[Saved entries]
━━━━

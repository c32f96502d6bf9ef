pub mod actor;
pub mod grid;
pub mod rules;
pub mod tile;
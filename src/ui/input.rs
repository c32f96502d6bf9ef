/// Keyboard state tracker for two players on one keyboard.
///
/// Movement keys repeat while held (the session's per-actor cooldown
/// does the rate limiting); ability and meta keys are edge-triggered.
/// Terminals without key-release reporting only send Press/Repeat, so
/// "held" is approximated by expiring keys that go quiet for a moment.

use std::collections::HashMap;
use std::time::{Duration, Instant};

use crossterm::event::{self, Event, KeyCode, KeyEventKind, KeyModifiers, poll};

/// A key with no Press/Repeat event for this long counts as released.
const HOLD_TIMEOUT: Duration = Duration::from_millis(160);

pub struct InputState {
    /// Last Press/Repeat timestamp per key.
    active: HashMap<KeyCode, Instant>,
    /// Keys that went from idle to held during the latest drain.
    fresh: Vec<KeyCode>,
    /// Ctrl+C observed during the latest drain.
    interrupted: bool,
}

impl InputState {
    pub fn new() -> Self {
        InputState {
            active: HashMap::with_capacity(16),
            fresh: Vec::with_capacity(8),
            interrupted: false,
        }
    }

    /// Drain all pending terminal events. Call once per frame.
    pub fn drain(&mut self) {
        self.fresh.clear();
        self.interrupted = false;

        while poll(Duration::ZERO).unwrap_or(false) {
            let Ok(Event::Key(key)) = event::read() else { continue };
            if key.kind == KeyEventKind::Release {
                self.active.remove(&key.code);
                continue;
            }
            if key.modifiers.contains(KeyModifiers::CONTROL)
                && matches!(key.code, KeyCode::Char('c') | KeyCode::Char('C'))
            {
                self.interrupted = true;
            }
            let was_held = self.held(key.code);
            self.active.insert(key.code, Instant::now());
            if !was_held {
                self.fresh.push(key.code);
            }
        }

        let now = Instant::now();
        self.active.retain(|_, t| now.duration_since(*t) < HOLD_TIMEOUT);
    }

    /// Continuous query: is this key currently down?
    pub fn held(&self, code: KeyCode) -> bool {
        self.active
            .get(&code)
            .map(|t| t.elapsed() < HOLD_TIMEOUT)
            .unwrap_or(false)
    }

    pub fn any_held(&self, codes: &[KeyCode]) -> bool {
        codes.iter().any(|c| self.held(*c))
    }

    /// Edge query: did this key go down this frame?
    pub fn pressed(&self, code: KeyCode) -> bool {
        self.fresh.contains(&code)
    }

    pub fn any_pressed(&self, codes: &[KeyCode]) -> bool {
        codes.iter().any(|c| self.pressed(*c))
    }

    pub fn interrupted(&self) -> bool {
        self.interrupted
    }
}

━━━━

» **Exercise goal**: Restate every entry above word for word.

» **Result below**:
repository c32f96502d6bf9ef
pub mod actor;
pub mod grid;
pub mod rules;
pub mod tile;
filename src/ui/input.rs
repository c32f96502d6bf9ef
/// Keyboard state tracker for two players on one keyboard.
///
/// Movement keys repeat while held (the session's per-actor cooldown
/// does the rate limiting); ability and meta keys are edge-triggered.
/// Terminals without key-release reporting only send Press/Repeat, so
/// "held" is approximated by expiring keys that go quiet for a moment.

use std::collections::HashMap;
use std::time::{Duration, Instant};

use crossterm::event::{self, Event, KeyCode, KeyEventKind, KeyModifiers, poll};

/// A key with no Press/Repeat event for this long counts as released.
const HOLD_TIMEOUT: Duration = Duration::from_millis(160);

pub struct InputState {
    /// Last Press/Repeat timestamp per key.
    active: HashMap<KeyCode, Instant>,
    /// Keys that went from idle to held during the latest drain.
    fresh: Vec<KeyCode>,
    /// Ctrl+C observed during the latest drain.
    interrupted: bool,
}

impl InputState {
    pub fn new() -> Self {
        InputState {
            active: HashMap::with_capacity(16),
            fresh: Vec::with_capacity(8),
            interrupted: false,
        }
    }

    /// Drain all pending terminal events. Call once per frame.
    pub fn drain(&mut self) {
        self.fresh.clear();
        self.interrupted = false;

        while poll(Duration::ZERO).unwrap_or(false) {
            let Ok(Event::Key(key)) = event::read() else { continue };
            if key.kind == KeyEventKind::Release {
                self.active.remove(&key.code);
                continue;
            }
            if key.modifiers.contains(KeyModifiers::CONTROL)
                && matches!(key.code, KeyCode::Char('c') | KeyCode::Char('C'))
            {
                self.interrupted = true;
            }
            let was_held = self.held(key.code);
            self.active.insert(key.code, Instant::now());
            if !was_held {
                self.fresh.push(key.code);
            }
        }

        let now = Instant::now();
        self.active.retain(|_, t| now.duration_since(*t) < HOLD_TIMEOUT);
    }

    /// Continuous query: is this key currently down?
    pub fn held(&self, code: KeyCode) -> bool {
        self.active
            .get(&code)
            .map(|t| t.elapsed() < HOLD_TIMEOUT)
            .unwrap_or(false)
    }

    pub fn any_held(&self, codes: &[KeyCode]) -> bool {
        codes.iter().any(|c| self.held(*c))
    }

    /// Edge query: did this key go down this frame?
    pub fn pressed(&self, code: KeyCode) -> bool {
        self.fresh.contains(&code)
    }

    pub fn any_pressed(&self, codes: &[KeyCode]) -> bool {
        codes.iter().any(|c| self.pressed(*c))
    }

    pub fn interrupted(&self) -> bool {
        self.interrupted
    }
}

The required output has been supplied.